Our glorious leader hadn’t trained anyone in as long as could be remembered, certainly not since the last great battle. But he took a special interest in the reserved priestess now part of kerashay, and from what I could see, he worshipped the ground she walked on, offering her the best accommodation and a much shorter time in training. Maybe the old goat had another agenda regarding Kileam.
I looked forwards, trying to swallow my disgust for Kileam and the person who would call himself our leader. No, Malachi wouldn’t offer to train me, but there were other possibilities out there. The question was, who did I want?
Wess was the popular choice by many. Highly regarded by the rest of the council, his skills were envied by most. He would be the smart choice, but the thought of spending my days with that constantly grinning idiot set my teeth on edge. He was one of those that put value on emotion, more so than the rest of our race. I’d heard him many times, talking about connectedness, and how love and honour were the traits that would help move us into the future, that they would bring understanding to the path we needed to take to evolve. He made me want to puke.
There was always Dilluka. The second most powerful of us all; so high and mighty she sits on her throne, judging those that she perceives as wrong. Every time I looked at her, I wanted to put my hands around her neck, holding her gaze while I slowly squeezed the life out of her. It was a fantasy that kept me warm during cold nights.
I sighed with regret that I wouldn’t get the chance to play that fantasy out as I had so many. One day, once I complete my training, I will first challenge Malachi as so many had before me. Unlike my predecessors, I will win. It’s my destiny. Then Dilluka will be my new toy. I had some inventive games in mind, which I indulged in for a moment. I smiled, eager to see the fear in her eyes.
So absorbed was I in my thoughts, that I didn’t notice a hush had fallen over the room until the lead council reached their gem covered thrones. I eyed the middle of the five council seats.
None of them interested me. It was the one in the corner that I wanted, though when I took power, I wanted more than a simple oak carved seat for people to revere me on; my chair would be grander than Dilluka’s, with jewels so large, all would understand my importance. And a crown. The humans crowned their leaders. It made a statement. You could walk through the streets and people grovelled at your feet. Yes. A daku crown would do quite nicely.

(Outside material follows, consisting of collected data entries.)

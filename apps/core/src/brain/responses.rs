//! Pre-authored responses per intent tag, and the policy choosing one.

use super::intent::RankedIntent;
use crate::error::AppError;
use rand::rngs::StdRng;
use rand::{Rng, SeedableRng};
use serde::{Deserialize, Serialize};
use std::collections::HashMap;
use std::fs;
use std::path::Path;

pub const NO_INTENT_FALLBACK: &str =
    "I'm not sure how to respond to that. Can you please rephrase your question?";
pub const UNMAPPED_INTENT_FALLBACK: &str =
    "I'm sorry, I don't have a specific response for that. Can you try asking something else?";

/// Injectable source of uniform choices.
pub trait RandomSource: Send {
    /// Returns an index in `0..len`. Callers never pass `len == 0`.
    fn pick(&mut self, len: usize) -> usize;
}

/// [`RandomSource`] backed by any `rand` generator.
#[derive(Debug, Clone)]
pub struct RngSource<R> {
    rng: R,
}

impl RngSource<StdRng> {
    /// Reproducible sequence of choices.
    pub fn seeded(seed: u64) -> Self {
        Self {
            rng: StdRng::seed_from_u64(seed),
        }
    }

    pub fn from_entropy() -> Self {
        Self {
            rng: StdRng::from_entropy(),
        }
    }
}

impl<R: Rng + Send> RandomSource for RngSource<R> {
    fn pick(&mut self, len: usize) -> usize {
        self.rng.gen_range(0..len)
    }
}

/// One record of the intents corpus.
#[derive(Debug, Clone, Serialize, Deserialize)]
pub struct IntentRecord {
    pub tag: String,
    /// Training utterances; unused at inference time.
    #[serde(default)]
    pub patterns: Vec<String>,
    #[serde(default)]
    pub responses: Vec<String>,
}

#[derive(Debug, Clone, Serialize, Deserialize)]
pub struct IntentsFile {
    pub intents: Vec<IntentRecord>,
}

/// Tag → candidate responses, built once at startup.
#[derive(Debug, Clone, Default)]
pub struct ResponseRepository {
    responses: HashMap<String, Vec<String>>,
}

impl ResponseRepository {
    /// Records sharing a tag are merged in file order.
    pub fn from_records<I: IntoIterator<Item = IntentRecord>>(records: I) -> Self {
        let mut responses: HashMap<String, Vec<String>> = HashMap::new();
        for record in records {
            responses
                .entry(record.tag)
                .or_default()
                .extend(record.responses);
        }
        Self { responses }
    }

    pub fn from_json_str(json: &str) -> Result<Self, AppError> {
        let file: IntentsFile = serde_json::from_str(json)
            .map_err(|e| AppError::Config(format!("Corrupt intents corpus: {}", e)))?;
        Ok(Self::from_records(file.intents))
    }

    pub fn load(path: &Path) -> Result<Self, AppError> {
        let json = fs::read_to_string(path).map_err(|e| {
            AppError::Config(format!("Cannot read intents corpus {:?}: {}", path, e))
        })?;
        Self::from_json_str(&json)
    }

    /// Responses for `tag`; empty when the tag is unknown.
    pub fn lookup(&self, tag: &str) -> &[String] {
        self.responses.get(tag).map(Vec::as_slice).unwrap_or(&[])
    }

    /// Uniform pick among the responses for `tag`, `None` when there are none.
    pub fn select(&self, tag: &str, rng: &mut dyn RandomSource) -> Option<&str> {
        let candidates = self.lookup(tag);
        if candidates.is_empty() {
            return None;
        }
        let index = rng.pick(candidates.len()).min(candidates.len() - 1);
        Some(candidates[index].as_str())
    }

    pub fn len(&self) -> usize {
        self.responses.len()
    }
}

/// How a classified turn was answered.
#[derive(Debug, Clone, PartialEq)]
pub enum ResponseOutcome {
    Matched { tag: String, text: String },
    /// Nothing scored above the threshold.
    NoConfidentIntent,
    /// The top intent has no responses in the corpus.
    UnmappedIntent { tag: String },
}

impl ResponseOutcome {
    pub fn text(&self) -> &str {
        match self {
            ResponseOutcome::Matched { text, .. } => text,
            ResponseOutcome::NoConfidentIntent => NO_INTENT_FALLBACK,
            ResponseOutcome::UnmappedIntent { .. } => UNMAPPED_INTENT_FALLBACK,
        }
    }

    pub fn into_text(self) -> String {
        match self {
            ResponseOutcome::Matched { text, .. } => text,
            other => other.text().to_string(),
        }
    }
}

/// Answers from the top-ranked intent only.
///
/// Lower-ranked intents are left for alternative policies.
#[derive(Debug, Clone, Copy, Default)]
pub struct ResponseSelector;

impl ResponseSelector {
    pub fn new() -> Self {
        Self
    }

    pub fn select(
        &self,
        repository: &ResponseRepository,
        ranked: &[RankedIntent],
        rng: &mut dyn RandomSource,
    ) -> ResponseOutcome {
        let Some(top) = ranked.first() else {
            return ResponseOutcome::NoConfidentIntent;
        };

        match repository.select(&top.tag, rng) {
            Some(text) => ResponseOutcome::Matched {
                tag: top.tag.clone(),
                text: text.to_string(),
            },
            None => ResponseOutcome::UnmappedIntent {
                tag: top.tag.clone(),
            },
        }
    }
}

The council sat in their seats, some of them leaning over to speak to another, relaxed as they waited for Malachi to arrive.
The minutes ticked by and mind-numbing boredom set in. The whole ceremony was a complete waste of time. Every priest deemed worthy of becoming a mentor had already studied us at length. I’d seen them nodding with approval as I completed each task set with perfect control. Kerashay was for the people, so that they could share in the triumphs of their peers—as if they could ever be equal to me—and for proud parents to weep with joy as their prodigy received the highest honour a person could obtain.

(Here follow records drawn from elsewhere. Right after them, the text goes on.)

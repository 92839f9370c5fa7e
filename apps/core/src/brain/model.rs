//! Pre-trained model inference.
//!
//! The classifier only depends on [`InferenceBackend`]; [`DenseNetwork`] is the
//! bundled backend, a feed-forward network exported as JSON after training.

use crate::error::AppError;
use serde::{Deserialize, Serialize};
use std::fs;
use std::path::Path;

/// Narrow capability interface over any numeric inference engine.
pub trait InferenceBackend: Send + Sync {
    /// Expected input length (`V`).
    fn input_dim(&self) -> usize;

    /// Produced output length (`C`).
    fn output_dim(&self) -> usize;

    /// Runs one forward pass. Must not mutate shared state.
    fn predict(&self, input: &[f32]) -> Result<Vec<f32>, AppError>;
}

#[derive(Debug, Clone, Copy, PartialEq, Eq, Serialize, Deserialize)]
#[serde(rename_all = "lowercase")]
pub enum Activation {
    Relu,
    Softmax,
    Sigmoid,
    Tanh,
    Linear,
}

impl Activation {
    fn apply(&self, values: &mut [f32]) {
        match self {
            Activation::Relu => values.iter_mut().for_each(|v| *v = v.max(0.0)),
            Activation::Sigmoid => values
                .iter_mut()
                .for_each(|v| *v = 1.0 / (1.0 + (-*v).exp())),
            Activation::Tanh => values.iter_mut().for_each(|v| *v = v.tanh()),
            Activation::Linear => {}
            Activation::Softmax => {
                let max = values.iter().copied().fold(f32::NEG_INFINITY, f32::max);
                let mut sum = 0.0;
                for v in values.iter_mut() {
                    *v = (*v - max).exp();
                    sum += *v;
                }
                if sum > 0.0 {
                    values.iter_mut().for_each(|v| *v /= sum);
                }
            }
        }
    }
}

/// One fully connected layer. `weights[i][j]` connects input `i` to output `j`.
#[derive(Debug, Clone, Serialize, Deserialize)]
pub struct DenseLayer {
    pub weights: Vec<Vec<f32>>,
    pub bias: Vec<f32>,
    pub activation: Activation,
}

impl DenseLayer {
    fn input_dim(&self) -> usize {
        self.weights.len()
    }

    fn output_dim(&self) -> usize {
        self.bias.len()
    }

    fn forward(&self, input: &[f32]) -> Vec<f32> {
        let mut output = self.bias.clone();
        for (x, row) in input.iter().zip(&self.weights) {
            if *x == 0.0 {
                continue;
            }
            for (o, w) in output.iter_mut().zip(row) {
                *o += x * w;
            }
        }
        self.activation.apply(&mut output);
        output
    }
}

/// Feed-forward network loaded from `model.json`.
#[derive(Debug, Clone, Serialize, Deserialize)]
pub struct DenseNetwork {
    pub input_dim: usize,
    pub layers: Vec<DenseLayer>,
}

impl DenseNetwork {
    /// Builds a network, checking that layer shapes chain from `input_dim`.
    pub fn new(input_dim: usize, layers: Vec<DenseLayer>) -> Result<Self, AppError> {
        let network = Self { input_dim, layers };
        network.validate()?;
        Ok(network)
    }

    pub fn from_json_str(json: &str) -> Result<Self, AppError> {
        let network: DenseNetwork = serde_json::from_str(json)
            .map_err(|e| AppError::Config(format!("Corrupt model artifact: {}", e)))?;
        Self::new(network.input_dim, network.layers)
    }

    pub fn load(path: &Path) -> Result<Self, AppError> {
        let json = fs::read_to_string(path).map_err(|e| {
            AppError::Config(format!("Cannot read model artifact {:?}: {}", path, e))
        })?;
        Self::from_json_str(&json)
    }

    fn validate(&self) -> Result<(), AppError> {
        if self.input_dim == 0 {
            return Err(AppError::Config("Model input dimension is zero".to_string()));
        }
        if self.layers.is_empty() {
            return Err(AppError::Config("Model has no layers".to_string()));
        }

        let mut expected = self.input_dim;
        for (n, layer) in self.layers.iter().enumerate() {
            if layer.input_dim() != expected {
                return Err(AppError::Config(format!(
                    "Layer {} expects {} inputs but previous layer produces {}",
                    n,
                    layer.input_dim(),
                    expected
                )));
            }
            if layer.output_dim() == 0 {
                return Err(AppError::Config(format!("Layer {} has no outputs", n)));
            }
            if let Some(row) = layer.weights.iter().position(|r| r.len() != layer.output_dim()) {
                return Err(AppError::Config(format!(
                    "Layer {} weight row {} has {} columns, bias has {}",
                    n,
                    row,
                    layer.weights[row].len(),
                    layer.output_dim()
                )));
            }
            expected = layer.output_dim();
        }
        Ok(())
    }
}

impl InferenceBackend for DenseNetwork {
    fn input_dim(&self) -> usize {
        self.input_dim
    }

    fn output_dim(&self) -> usize {
        self.layers.last().map_or(0, DenseLayer::output_dim)
    }

    fn predict(&self, input: &[f32]) -> Result<Vec<f32>, AppError> {
        if input.len() != self.input_dim {
            return Err(AppError::Inference(format!(
                "Input has {} features, model expects {}",
                input.len(),
                self.input_dim
            )));
        }

        let mut activations = input.to_vec();
        for layer in &self.layers {
            activations = layer.forward(&activations);
        }

        if activations.iter().any(|v| !v.is_finite()) {
            return Err(AppError::Inference("Model produced non-finite output".to_string()));
        }
        Ok(activations)
    }
}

It was all a pretence; the love, joy, pride, it was a construction created to aid collectiveness. If only they could voice their understanding, speak the truth that had been obvious to me since I could remember.

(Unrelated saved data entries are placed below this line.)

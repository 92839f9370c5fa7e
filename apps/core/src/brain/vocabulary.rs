//! Ordered term lists frozen at load time: the feature vocabulary and the
//! intent classes. Positions are significant and must match the model.

use crate::error::AppError;
use std::collections::HashMap;

/// Ordered, duplicate-free list of strings with O(1) position lookup.
#[derive(Debug, Clone)]
struct OrderedTerms {
    terms: Vec<String>,
    positions: HashMap<String, usize>,
}

impl OrderedTerms {
    fn new(kind: &str, terms: Vec<String>) -> Result<Self, AppError> {
        if terms.is_empty() {
            return Err(AppError::Config(format!("{} list is empty", kind)));
        }

        let mut positions = HashMap::with_capacity(terms.len());
        for (i, term) in terms.iter().enumerate() {
            if positions.insert(term.clone(), i).is_some() {
                return Err(AppError::Config(format!(
                    "Duplicate {} entry '{}' at position {}",
                    kind.to_lowercase(),
                    term,
                    i
                )));
            }
        }

        Ok(Self { terms, positions })
    }
}

/// The fixed feature vocabulary (`V` normalized words).
#[derive(Debug, Clone)]
pub struct Vocabulary {
    inner: OrderedTerms,
}

impl Vocabulary {
    pub fn new(words: Vec<String>) -> Result<Self, AppError> {
        Ok(Self {
            inner: OrderedTerms::new("Vocabulary", words)?,
        })
    }

    pub fn len(&self) -> usize {
        self.inner.terms.len()
    }

    pub fn position(&self, word: &str) -> Option<usize> {
        self.inner.positions.get(word).copied()
    }

    pub fn words(&self) -> &[String] {
        &self.inner.terms
    }
}

/// The fixed, ordered intent tags (`C` entries); index `i` is model output `i`.
#[derive(Debug, Clone)]
pub struct Classes {
    inner: OrderedTerms,
}

impl Classes {
    pub fn new(tags: Vec<String>) -> Result<Self, AppError> {
        Ok(Self {
            inner: OrderedTerms::new("Classes", tags)?,
        })
    }

    pub fn len(&self) -> usize {
        self.inner.terms.len()
    }

    #[cfg(test)]
    pub fn index_of(&self, tag: &str) -> Option<usize> {
        self.inner.positions.get(tag).copied()
    }

    pub fn tags(&self) -> &[String] {
        &self.inner.terms
    }
}

#[cfg(test)]
mod tests {
    use super::*;

    fn strings(items: &[&str]) -> Vec<String> {
        items.iter().map(|s| s.to_string()).collect()
    }

    #[test]
    fn test_vocabulary_positions_follow_input_order() {
        let vocab = Vocabulary::new(strings(&["fever", "cough", "flu"])).unwrap();
        assert_eq!(vocab.len(), 3);
        assert_eq!(vocab.position("fever"), Some(0));
        assert_eq!(vocab.position("flu"), Some(2));
        assert_eq!(vocab.position("cold"), None);
        assert_eq!(vocab.words()[1], "cough");
    }

    #[test]
    fn test_duplicates_rejected() {
        let err = Vocabulary::new(strings(&["a", "b", "a"])).unwrap_err();
        assert!(matches!(err, AppError::Config(_)));
        assert!(err.to_string().contains("'a'"));

        assert!(Classes::new(strings(&["greeting", "greeting"])).is_err());
    }

    #[test]
    fn test_empty_lists_rejected() {
        assert!(Vocabulary::new(vec![]).is_err());
        assert!(Classes::new(vec![]).is_err());
    }

    #[test]
    fn test_classes_lookup() {
        let classes = Classes::new(strings(&["greeting", "flu", "goodbye"])).unwrap();
        assert_eq!(classes.tags()[1], "flu");
        assert_eq!(classes.index_of("flu"), Some(1));
        assert_eq!(classes.index_of("cold"), None);
        assert_eq!(classes.index_of("goodbye"), Some(2));
    }
}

Nothing mattered but pleasure, the one thing that motivated everyone. The strong would always dominate the weak; was their council not living proof of that? Yet they continue to hide behind their lies and falsities.
A small smile crept onto my face; everything would all change when I took Malachi’s life. They would be my subjects to use as I pleased. As for the humans, I would rid the planet of that scourge. I might allow a small amount to survive. They were so much fun to play with.
CHAPTER EIGHTEEN
I stumbled back into the charred table, hitting the wooden bench with my calf hard. Arched backwards, I flailed my arms around long enough to feel like a cartoon character, before I hit the ground with a thud.